Assignment: The entries below must be repeated exactly. None may be skipped.

Data for analysis Block Start

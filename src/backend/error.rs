//! Error types for management backends
//!
//! These are the low-level failures a backend reports. The query session
//! translates them into `SessionError` with the stage they occurred in.

/// Failures reported by a management backend
#[derive(Debug, thiserror::Error)]
pub enum BackendError {
    /// The backend's security or communication layer cannot be used
    #[error("Backend unavailable: {reason}")]
    Unavailable { reason: String },

    /// The namespace connection was refused
    #[error("Namespace '{namespace}' refused: {reason}")]
    Refused { namespace: String, reason: String },

    /// The backend rejected the query (syntax, unknown class, provider failure)
    #[error("Query rejected: {reason}")]
    Rejected { reason: String },

    /// I/O error while talking to the backend
    #[error("I/O error: {0}")]
    Io(#[from] std::io::Error),

    /// The backend produced output that could not be decoded
    #[error("Malformed backend output: {reason}")]
    Parse { reason: String },
}

impl BackendError {
    pub fn unavailable(reason: impl Into<String>) -> Self {
        Self::Unavailable {
            reason: reason.into(),
        }
    }

    pub fn refused(namespace: impl Into<String>, reason: impl Into<String>) -> Self {
        Self::Refused {
            namespace: namespace.into(),
            reason: reason.into(),
        }
    }

    pub fn rejected(reason: impl Into<String>) -> Self {
        Self::Rejected {
            reason: reason.into(),
        }
    }

    pub fn parse(reason: impl Into<String>) -> Self {
        Self::Parse {
            reason: reason.into(),
        }
    }
}

impl From<serde_json::Error> for BackendError {
    fn from(error: serde_json::Error) -> Self {
        Self::parse(error.to_string())
    }
}

#[cfg(test)]
mod tests {
    use super::*;

    #[test]
    fn test_error_creation_helpers() {
        assert!(matches!(
            BackendError::refused("root\\nope", "no such namespace"),
            BackendError::Refused { .. }
        ));
        let json_error = serde_json::from_str::<serde_json::Value>("{").unwrap_err();
        assert!(matches!(
            BackendError::from(json_error),
            BackendError::Parse { .. }
        ));
    }
}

Data for analysis Block End

Exercise output:
filename src/backend/error.rs
//! Error types for management backends
//!
//! These are the low-level failures a backend reports. The query session
//! translates them into `SessionError` with the stage they occurred in.

/// Failures reported by a management backend
#[derive(Debug, thiserror::Error)]
pub enum BackendError {
    /// The backend's security or communication layer cannot be used
    #[error("Backend unavailable: {reason}")]
    Unavailable { reason: String },

    /// The namespace connection was refused
    #[error("Namespace '{namespace}' refused: {reason}")]
    Refused { namespace: String, reason: String },

    /// The backend rejected the query (syntax, unknown class, provider failure)
    #[error("Query rejected: {reason}")]
    Rejected { reason: String },

    /// I/O error while talking to the backend
    #[error("I/O error: {0}")]
    Io(#[from] std::io::Error),

    /// The backend produced output that could not be decoded
    #[error("Malformed backend output: {reason}")]
    Parse { reason: String },
}

impl BackendError {
    pub fn unavailable(reason: impl Into<String>) -> Self {
        Self::Unavailable {
            reason: reason.into(),
        }
    }

    pub fn refused(namespace: impl Into<String>, reason: impl Into<String>) -> Self {
        Self::Refused {
            namespace: namespace.into(),
            reason: reason.into(),
        }
    }

    pub fn rejected(reason: impl Into<String>) -> Self {
        Self::Rejected {
            reason: reason.into(),
        }
    }

    pub fn parse(reason: impl Into<String>) -> Self {
        Self::Parse {
            reason: reason.into(),
        }
    }
}

impl From<serde_json::Error> for BackendError {
    fn from(error: serde_json::Error) -> Self {
        Self::parse(error.to_string())
    }
}

#[cfg(test)]
mod tests {
    use super::*;

    #[test]
    fn test_error_creation_helpers() {
        assert!(matches!(
            BackendError::refused("root\\nope", "no such namespace"),
            BackendError::Refused { .. }
        ));
        let json_error = serde_json::from_str::<serde_json::Value>("{").unwrap_err();
        assert!(matches!(
            BackendError::from(json_error),
            BackendError::Parse { .. }
        ));
    }
}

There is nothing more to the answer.